[[ INFORMATION GIVEN open ]]

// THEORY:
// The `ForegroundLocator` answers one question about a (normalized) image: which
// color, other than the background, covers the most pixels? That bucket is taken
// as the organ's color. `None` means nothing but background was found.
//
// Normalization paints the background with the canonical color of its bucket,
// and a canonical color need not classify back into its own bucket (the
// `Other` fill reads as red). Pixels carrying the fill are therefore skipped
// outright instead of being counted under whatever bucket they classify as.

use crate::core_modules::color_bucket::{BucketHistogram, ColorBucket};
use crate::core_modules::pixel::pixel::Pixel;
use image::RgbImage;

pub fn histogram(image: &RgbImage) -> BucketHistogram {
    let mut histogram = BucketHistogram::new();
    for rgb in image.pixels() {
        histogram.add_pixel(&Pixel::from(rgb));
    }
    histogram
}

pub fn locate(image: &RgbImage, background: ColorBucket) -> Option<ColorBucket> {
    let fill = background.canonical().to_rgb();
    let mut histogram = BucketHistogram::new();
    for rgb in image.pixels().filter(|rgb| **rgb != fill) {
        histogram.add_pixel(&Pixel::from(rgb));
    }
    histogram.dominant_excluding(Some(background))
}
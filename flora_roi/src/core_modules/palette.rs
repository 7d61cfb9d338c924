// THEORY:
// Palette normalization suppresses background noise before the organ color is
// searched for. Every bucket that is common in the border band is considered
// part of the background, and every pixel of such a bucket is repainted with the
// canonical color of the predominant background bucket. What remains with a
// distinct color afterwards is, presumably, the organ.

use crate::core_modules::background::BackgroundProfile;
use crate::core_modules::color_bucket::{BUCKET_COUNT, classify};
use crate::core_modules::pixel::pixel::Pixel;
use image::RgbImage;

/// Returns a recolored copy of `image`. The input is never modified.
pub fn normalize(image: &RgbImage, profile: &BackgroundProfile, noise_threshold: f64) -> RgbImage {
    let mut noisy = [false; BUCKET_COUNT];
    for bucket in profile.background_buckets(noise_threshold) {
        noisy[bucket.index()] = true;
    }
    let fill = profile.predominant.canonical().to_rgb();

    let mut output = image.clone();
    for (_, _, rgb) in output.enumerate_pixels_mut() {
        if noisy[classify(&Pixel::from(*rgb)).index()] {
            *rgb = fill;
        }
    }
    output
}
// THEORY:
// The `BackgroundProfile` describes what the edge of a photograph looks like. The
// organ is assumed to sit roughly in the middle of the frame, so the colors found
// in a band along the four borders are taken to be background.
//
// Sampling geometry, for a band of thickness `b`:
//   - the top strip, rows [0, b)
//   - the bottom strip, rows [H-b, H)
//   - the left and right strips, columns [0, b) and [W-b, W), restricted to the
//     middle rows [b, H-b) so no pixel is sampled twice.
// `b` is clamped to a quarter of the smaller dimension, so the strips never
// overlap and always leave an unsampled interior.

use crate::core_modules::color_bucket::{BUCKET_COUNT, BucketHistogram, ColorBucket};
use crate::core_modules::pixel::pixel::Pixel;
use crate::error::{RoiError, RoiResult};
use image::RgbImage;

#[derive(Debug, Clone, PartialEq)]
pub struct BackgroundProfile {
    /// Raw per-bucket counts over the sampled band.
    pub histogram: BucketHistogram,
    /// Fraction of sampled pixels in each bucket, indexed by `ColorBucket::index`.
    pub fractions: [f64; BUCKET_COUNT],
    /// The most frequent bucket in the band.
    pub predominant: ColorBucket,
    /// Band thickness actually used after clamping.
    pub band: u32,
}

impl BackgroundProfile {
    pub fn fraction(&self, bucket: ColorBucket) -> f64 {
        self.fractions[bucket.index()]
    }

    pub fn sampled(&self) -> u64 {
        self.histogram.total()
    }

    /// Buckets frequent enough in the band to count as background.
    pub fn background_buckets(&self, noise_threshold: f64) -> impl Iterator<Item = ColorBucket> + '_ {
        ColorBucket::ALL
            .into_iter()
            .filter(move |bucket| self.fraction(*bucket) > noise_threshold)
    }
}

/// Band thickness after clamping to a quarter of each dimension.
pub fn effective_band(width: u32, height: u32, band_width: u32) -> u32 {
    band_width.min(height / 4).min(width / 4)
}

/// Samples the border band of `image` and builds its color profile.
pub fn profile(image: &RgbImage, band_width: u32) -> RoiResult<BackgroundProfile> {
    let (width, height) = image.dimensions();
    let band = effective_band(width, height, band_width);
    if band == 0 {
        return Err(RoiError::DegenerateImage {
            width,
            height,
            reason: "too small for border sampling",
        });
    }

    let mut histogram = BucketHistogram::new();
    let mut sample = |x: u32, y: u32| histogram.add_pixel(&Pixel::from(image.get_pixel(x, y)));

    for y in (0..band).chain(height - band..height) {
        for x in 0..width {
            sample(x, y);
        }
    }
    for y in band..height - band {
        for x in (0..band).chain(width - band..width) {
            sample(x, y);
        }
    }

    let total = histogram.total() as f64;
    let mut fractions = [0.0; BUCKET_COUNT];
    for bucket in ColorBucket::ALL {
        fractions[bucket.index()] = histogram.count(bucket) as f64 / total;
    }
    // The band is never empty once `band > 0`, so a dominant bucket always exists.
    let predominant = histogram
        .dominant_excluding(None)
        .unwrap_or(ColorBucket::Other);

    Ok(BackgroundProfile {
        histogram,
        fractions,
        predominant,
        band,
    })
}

[[ INFORMATION GIVEN closed ]]

=== TASK OBJECTIVE ===
In full and without change, transcribe every line of the records above.

=== EXERCISE RESULT ===
// THEORY:
// The `ForegroundLocator` answers one question about a (normalized) image: which
// color, other than the background, covers the most pixels? That bucket is taken
// as the organ's color. `None` means nothing but background was found.
//
// Normalization paints the background with the canonical color of its bucket,
// and a canonical color need not classify back into its own bucket (the
// `Other` fill reads as red). Pixels carrying the fill are therefore skipped
// outright instead of being counted under whatever bucket they classify as.

use crate::core_modules::color_bucket::{BucketHistogram, ColorBucket};
use crate::core_modules::pixel::pixel::Pixel;
use image::RgbImage;

pub fn histogram(image: &RgbImage) -> BucketHistogram {
    let mut histogram = BucketHistogram::new();
    for rgb in image.pixels() {
        histogram.add_pixel(&Pixel::from(rgb));
    }
    histogram
}

pub fn locate(image: &RgbImage, background: ColorBucket) -> Option<ColorBucket> {
    let fill = background.canonical().to_rgb();
    let mut histogram = BucketHistogram::new();
    for rgb in image.pixels().filter(|rgb| **rgb != fill) {
        histogram.add_pixel(&Pixel::from(rgb));
    }
    histogram.dominant_excluding(Some(background))
}
filename flora_roi/src/core_modules/palette.rs
repository 7d61cfb9d338c924
// THEORY:
// Palette normalization suppresses background noise before the organ color is
// searched for. Every bucket that is common in the border band is considered
// part of the background, and every pixel of such a bucket is repainted with the
// canonical color of the predominant background bucket. What remains with a
// distinct color afterwards is, presumably, the organ.

use crate::core_modules::background::BackgroundProfile;
use crate::core_modules::color_bucket::{BUCKET_COUNT, classify};
use crate::core_modules::pixel::pixel::Pixel;
use image::RgbImage;

/// Returns a recolored copy of `image`. The input is never modified.
pub fn normalize(image: &RgbImage, profile: &BackgroundProfile, noise_threshold: f64) -> RgbImage {
    let mut noisy = [false; BUCKET_COUNT];
    for bucket in profile.background_buckets(noise_threshold) {
        noisy[bucket.index()] = true;
    }
    let fill = profile.predominant.canonical().to_rgb();

    let mut output = image.clone();
    for (_, _, rgb) in output.enumerate_pixels_mut() {
        if noisy[classify(&Pixel::from(*rgb)).index()] {
            *rgb = fill;
        }
    }
    output
}
// THEORY:
// The `BackgroundProfile` describes what the edge of a photograph looks like. The
// organ is assumed to sit roughly in the middle of the frame, so the colors found
// in a band along the four borders are taken to be background.
//
// Sampling geometry, for a band of thickness `b`:
//   - the top strip, rows [0, b)
//   - the bottom strip, rows [H-b, H)
//   - the left and right strips, columns [0, b) and [W-b, W), restricted to the
//     middle rows [b, H-b) so no pixel is sampled twice.
// `b` is clamped to a quarter of the smaller dimension, so the strips never
// overlap and always leave an unsampled interior.

use crate::core_modules::color_bucket::{BUCKET_COUNT, BucketHistogram, ColorBucket};
use crate::core_modules::pixel::pixel::Pixel;
use crate::error::{RoiError, RoiResult};
use image::RgbImage;

#[derive(Debug, Clone, PartialEq)]
pub struct BackgroundProfile {
    /// Raw per-bucket counts over the sampled band.
    pub histogram: BucketHistogram,
    /// Fraction of sampled pixels in each bucket, indexed by `ColorBucket::index`.
    pub fractions: [f64; BUCKET_COUNT],
    /// The most frequent bucket in the band.
    pub predominant: ColorBucket,
    /// Band thickness actually used after clamping.
    pub band: u32,
}

impl BackgroundProfile {
    pub fn fraction(&self, bucket: ColorBucket) -> f64 {
        self.fractions[bucket.index()]
    }

    pub fn sampled(&self) -> u64 {
        self.histogram.total()
    }

    /// Buckets frequent enough in the band to count as background.
    pub fn background_buckets(&self, noise_threshold: f64) -> impl Iterator<Item = ColorBucket> + '_ {
        ColorBucket::ALL
            .into_iter()
            .filter(move |bucket| self.fraction(*bucket) > noise_threshold)
    }
}

/// Band thickness after clamping to a quarter of each dimension.
pub fn effective_band(width: u32, height: u32, band_width: u32) -> u32 {
    band_width.min(height / 4).min(width / 4)
}

/// Samples the border band of `image` and builds its color profile.
pub fn profile(image: &RgbImage, band_width: u32) -> RoiResult<BackgroundProfile> {
    let (width, height) = image.dimensions();
    let band = effective_band(width, height, band_width);
    if band == 0 {
        return Err(RoiError::DegenerateImage {
            width,
            height,
            reason: "too small for border sampling",
        });
    }

    let mut histogram = BucketHistogram::new();
    let mut sample = |x: u32, y: u32| histogram.add_pixel(&Pixel::from(image.get_pixel(x, y)));

    for y in (0..band).chain(height - band..height) {
        for x in 0..width {
            sample(x, y);
        }
    }
    for y in band..height - band {
        for x in (0..band).chain(width - band..width) {
            sample(x, y);
        }
    }

    let total = histogram.total() as f64;
    let mut fractions = [0.0; BUCKET_COUNT];
    for bucket in ColorBucket::ALL {
        fractions[bucket.index()] = histogram.count(bucket) as f64 / total;
    }
    // The band is never empty once `band > 0`, so a dominant bucket always exists.
    let predominant = histogram
        .dominant_excluding(None)
        .unwrap_or(ColorBucket::Other);

    Ok(BackgroundProfile {
        histogram,
        fractions,
        predominant,
        band,
    })
}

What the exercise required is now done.